:: Exercise instructions ::
Output nothing but the lines from the first line of the entries to the line with "between stacked cells.", inclusive, exactly as they read.

· · ·

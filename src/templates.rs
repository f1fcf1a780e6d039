//! Template registry: the static catalog of print layouts.
//!
//! Physical sizes here are the print contract. They are never derived from
//! screen size, and photo count is an explicit field, never read out of the id.

use crate::config::LayoutConfig;
use crate::errors::BoothError;
use crate::layout::{layout_slots, SlotPlacement};
use crate::units::{cm_to_px, format_cm};
use serde::{Deserialize, Serialize};

/// Photo counts a template may declare.
pub const SUPPORTED_PHOTO_COUNTS: [usize; 6] = [2, 3, 4, 5, 6, 8];

const FIT_EPSILON_PX: f64 = 1e-6;

#[derive(Debug, Clone, Copy, PartialEq, Eq, Hash, Serialize, Deserialize)]
#[serde(rename_all = "lowercase")]
pub enum LayoutKind {
    Grid,
    Strip,
    Collage,
    Landscape,
}

impl LayoutKind {
    pub fn as_str(&self) -> &'static str {
        match self {
            LayoutKind::Grid => "grid",
            LayoutKind::Strip => "strip",
            LayoutKind::Collage => "collage",
            LayoutKind::Landscape => "landscape",
        }
    }
}

/// A physical rectangle in centimetres.
#[derive(Debug, Clone, Copy, PartialEq, Serialize, Deserialize)]
pub struct PhysicalSize {
    pub width_cm: f64,
    pub height_cm: f64,
}

impl PhysicalSize {
    pub const fn new(width_cm: f64, height_cm: f64) -> Self {
        Self {
            width_cm,
            height_cm,
        }
    }

    pub fn width_px(&self) -> f64 {
        cm_to_px(self.width_cm)
    }

    pub fn height_px(&self) -> f64 {
        cm_to_px(self.height_cm)
    }

    pub fn aspect_ratio(&self) -> f64 {
        self.width_px() / self.height_px()
    }
}

/// Fixed spacing of a template, in centimetres.
#[derive(Debug, Clone, Copy, PartialEq, Serialize, Deserialize)]
pub struct Spacing {
    /// Inset from the canvas edge to photos and decorations.
    pub margin_cm: f64,
    /// Gap between stacked cells.
    pub gap_cm: f64,
}

#[derive(Debug, Clone, PartialEq, Serialize, Deserialize)]
#[serde(rename_all = "camelCase")]
pub struct Template {
    pub id: String,
    pub name: String,
    pub description: String,
    pub layout_kind: LayoutKind,
    pub photo_count: usize,
    pub canvas_physical_size: PhysicalSize,
    pub cell_physical_size: PhysicalSize,
    pub spacing: Spacing,
    pub logo_physical_size: PhysicalSize,
    /// Share of canvas height given to photos; the rest is footer.
    pub photo_area_fraction: f64,
}

impl Template {
    /// e.g. `8.0cm × 21.0cm (Each photo: 3.35cm × 2.3cm)`
    pub fn dimensions_label(&self) -> String {
        format!(
            "{}cm × {}cm (Each photo: {}cm × {}cm)",
            format_cm(self.canvas_physical_size.width_cm),
            format_cm(self.canvas_physical_size.height_cm),
            format_cm(self.cell_physical_size.width_cm),
            format_cm(self.cell_physical_size.height_cm),
        )
    }

    /// Print resolution of the whole canvas, rounded to whole pixels.
    pub fn print_size_px(&self) -> (u32, u32) {
        (
            self.canvas_physical_size.width_px().round() as u32,
            self.canvas_physical_size.height_px().round() as u32,
        )
    }

    /// Lays the template out at print scale and reports every placement
    /// leaving the canvas and every pair of overlapping photo cells.
    pub fn fit_violations(&self) -> Vec<String> {
        let placements = layout_slots(self, 1.0);
        let canvas_w = self.canvas_physical_size.width_px();
        let canvas_h = self.canvas_physical_size.height_px();
        let mut violations = Vec::new();

        for p in &placements {
            if p.x < -FIT_EPSILON_PX
                || p.y < -FIT_EPSILON_PX
                || p.right() > canvas_w + FIT_EPSILON_PX
                || p.bottom() > canvas_h + FIT_EPSILON_PX
            {
                violations.push(format!(
                    "{} at ({:.1}, {:.1}) size {:.1}x{:.1}px exceeds canvas {:.1}x{:.1}px",
                    p.role, p.x, p.y, p.width, p.height, canvas_w, canvas_h
                ));
            }
        }

        let photos: Vec<&SlotPlacement> = placements.iter().filter(|p| p.is_photo()).collect();
        for (i, a) in photos.iter().enumerate() {
            for b in &photos[i + 1..] {
                if a.overlaps(b) {
                    violations.push(format!("{} overlaps {}", a.role, b.role));
                }
            }
        }

        violations
    }

    fn check_shape(&self) -> Result<(), BoothError> {
        if !SUPPORTED_PHOTO_COUNTS.contains(&self.photo_count) {
            return Err(BoothError::TemplateOverflow {
                template: self.id.clone(),
                detail: format!("unsupported photo count {}", self.photo_count),
            });
        }
        let sizes = [
            self.canvas_physical_size,
            self.cell_physical_size,
            self.logo_physical_size,
        ];
        if sizes.iter().any(|s| s.width_cm <= 0.0 || s.height_cm <= 0.0) {
            return Err(BoothError::TemplateOverflow {
                template: self.id.clone(),
                detail: "physical sizes must be positive".to_string(),
            });
        }
        if !(0.0..=1.0).contains(&self.photo_area_fraction) || self.photo_area_fraction == 0.0 {
            return Err(BoothError::TemplateOverflow {
                template: self.id.clone(),
                detail: "photo area fraction must be in (0, 1]".to_string(),
            });
        }
        Ok(())
    }
}

/// Canonical templates, in display order.
pub fn builtin_templates() -> Vec<Template> {
    let grid_spacing = Spacing {
        margin_cm: 0.3,
        gap_cm: 0.2,
    };

    vec![
        Template {
            id: "4-grid".to_string(),
            name: "4 Photos Grid".to_string(),
            description: "Classic 2x2 grid layout".to_string(),
            layout_kind: LayoutKind::Grid,
            photo_count: 4,
            canvas_physical_size: PhysicalSize::new(14.0, 15.0),
            cell_physical_size: PhysicalSize::new(6.0, 4.5),
            spacing: grid_spacing,
            logo_physical_size: PhysicalSize::new(3.0, 3.0),
            photo_area_fraction: 1.0,
        },
        Template {
            id: "5-collage".to_string(),
            name: "5 Photos Collage".to_string(),
            description: "Creative collage style".to_string(),
            layout_kind: LayoutKind::Collage,
            photo_count: 5,
            canvas_physical_size: PhysicalSize::new(14.0, 15.0),
            cell_physical_size: PhysicalSize::new(6.0, 4.5),
            spacing: grid_spacing,
            logo_physical_size: PhysicalSize::new(3.0, 3.0),
            photo_area_fraction: 1.0,
        },
        Template {
            id: "4-strip".to_string(),
            name: "4 Photos Strip".to_string(),
            description: "Vertical photo strip".to_string(),
            layout_kind: LayoutKind::Strip,
            photo_count: 4,
            canvas_physical_size: PhysicalSize::new(8.0, 21.0),
            cell_physical_size: PhysicalSize::new(3.35, 2.3),
            spacing: Spacing {
                margin_cm: 0.5,
                gap_cm: 0.2,
            },
            logo_physical_size: PhysicalSize::new(4.0, 4.0),
            photo_area_fraction: 1.0,
        },
        Template {
            id: "4-landscape".to_string(),
            name: "4 Photos Landscape".to_string(),
            description: "Horizontal landscape layout".to_string(),
            layout_kind: LayoutKind::Landscape,
            photo_count: 4,
            canvas_physical_size: PhysicalSize::new(15.0, 11.3),
            cell_physical_size: PhysicalSize::new(7.78, 4.59),
            spacing: Spacing {
                margin_cm: 0.3,
                gap_cm: 0.0,
            },
            logo_physical_size: PhysicalSize::new(2.4, 2.4),
            photo_area_fraction: 0.75,
        },
    ]
}

/// Immutable catalog, built once.
#[derive(Debug, Clone)]
pub struct TemplateRegistry {
    templates: Vec<Template>,
}

impl TemplateRegistry {
    /// Validates every template. Fit violations are logged, or returned as
    /// [`BoothError::TemplateOverflow`] when `strict_fit` is set.
    pub fn new(templates: Vec<Template>, strict_fit: bool) -> Result<Self, BoothError> {
        for (i, template) in templates.iter().enumerate() {
            template.check_shape()?;

            if templates[..i].iter().any(|t| t.id == template.id) {
                return Err(BoothError::Config(format!(
                    "duplicate template id {}",
                    template.id
                )));
            }

            let violations = template.fit_violations();
            if violations.is_empty() {
                continue;
            }
            if strict_fit {
                return Err(BoothError::TemplateOverflow {
                    template: template.id.clone(),
                    detail: violations.join("; "),
                });
            }
            for v in &violations {
                log::warn!("Template {} overflows its canvas: {}", template.id, v);
            }
        }

        log::debug!("Template registry loaded with {} templates", templates.len());
        Ok(Self { templates })
    }

    /// Built-in catalog under `layout`. In strict mode a template that does
    /// not fit its canvas is withdrawn, so lookups for it fail closed.
    pub fn from_layout_config(layout: &LayoutConfig) -> Self {
        match Self::new(builtin_templates(), layout.strict_fit) {
            Ok(registry) => registry,
            Err(e) => {
                log::error!("Template registry rejected: {}", e);
                Self::fitting(builtin_templates())
            }
        }
    }

    fn fitting(templates: Vec<Template>) -> Self {
        let templates = templates
            .into_iter()
            .filter(|t| {
                if let Err(e) = t.check_shape() {
                    log::error!("Withdrawing template {}: {}", t.id, e);
                    return false;
                }
                let violations = t.fit_violations();
                if !violations.is_empty() {
                    log::error!("Withdrawing template {}: {}", t.id, violations.join("; "));
                    return false;
                }
                true
            })
            .collect();
        Self { templates }
    }

    pub fn builtin() -> Self {
        Self {
            templates: builtin_templates(),
        }
    }

    pub fn list(&self) -> &[Template] {
        &self.templates
    }

    pub fn get(&self, id: &str) -> Result<&Template, BoothError> {
        self.templates
            .iter()
            .find(|t| t.id == id)
            .ok_or_else(|| BoothError::UnknownTemplate(id.to_string()))
    }
}

lazy_static::lazy_static! {
    static ref REGISTRY: TemplateRegistry =
        TemplateRegistry::from_layout_config(&crate::config::BoothConfig::load_or_default().layout);
}

/// Process-wide registry. [`crate::init`] loads it at plugin start.
pub fn registry() -> &'static TemplateRegistry {
    &REGISTRY
}

pub fn list_templates() -> &'static [Template] {
    registry().list()
}

pub fn get_template(id: &str) -> Result<&'static Template, BoothError> {
    registry().get(id)
}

· · ·

:: Final answer ::
filename src/templates.rs
repository f1fcf1a780e6d039
//! Template registry: the static catalog of print layouts.
//!
//! Physical sizes here are the print contract. They are never derived from
//! screen size, and photo count is an explicit field, never read out of the id.

use crate::config::LayoutConfig;
use crate::errors::BoothError;
use crate::layout::{layout_slots, SlotPlacement};
use crate::units::{cm_to_px, format_cm};
use serde::{Deserialize, Serialize};

/// Photo counts a template may declare.
pub const SUPPORTED_PHOTO_COUNTS: [usize; 6] = [2, 3, 4, 5, 6, 8];

const FIT_EPSILON_PX: f64 = 1e-6;

#[derive(Debug, Clone, Copy, PartialEq, Eq, Hash, Serialize, Deserialize)]
#[serde(rename_all = "lowercase")]
pub enum LayoutKind {
    Grid,
    Strip,
    Collage,
    Landscape,
}

impl LayoutKind {
    pub fn as_str(&self) -> &'static str {
        match self {
            LayoutKind::Grid => "grid",
            LayoutKind::Strip => "strip",
            LayoutKind::Collage => "collage",
            LayoutKind::Landscape => "landscape",
        }
    }
}

/// A physical rectangle in centimetres.
#[derive(Debug, Clone, Copy, PartialEq, Serialize, Deserialize)]
pub struct PhysicalSize {
    pub width_cm: f64,
    pub height_cm: f64,
}

impl PhysicalSize {
    pub const fn new(width_cm: f64, height_cm: f64) -> Self {
        Self {
            width_cm,
            height_cm,
        }
    }

    pub fn width_px(&self) -> f64 {
        cm_to_px(self.width_cm)
    }

    pub fn height_px(&self) -> f64 {
        cm_to_px(self.height_cm)
    }

    pub fn aspect_ratio(&self) -> f64 {
        self.width_px() / self.height_px()
    }
}

/// Fixed spacing of a template, in centimetres.
#[derive(Debug, Clone, Copy, PartialEq, Serialize, Deserialize)]
pub struct Spacing {
    /// Inset from the canvas edge to photos and decorations.
    pub margin_cm: f64,
    /// Gap between stacked cells.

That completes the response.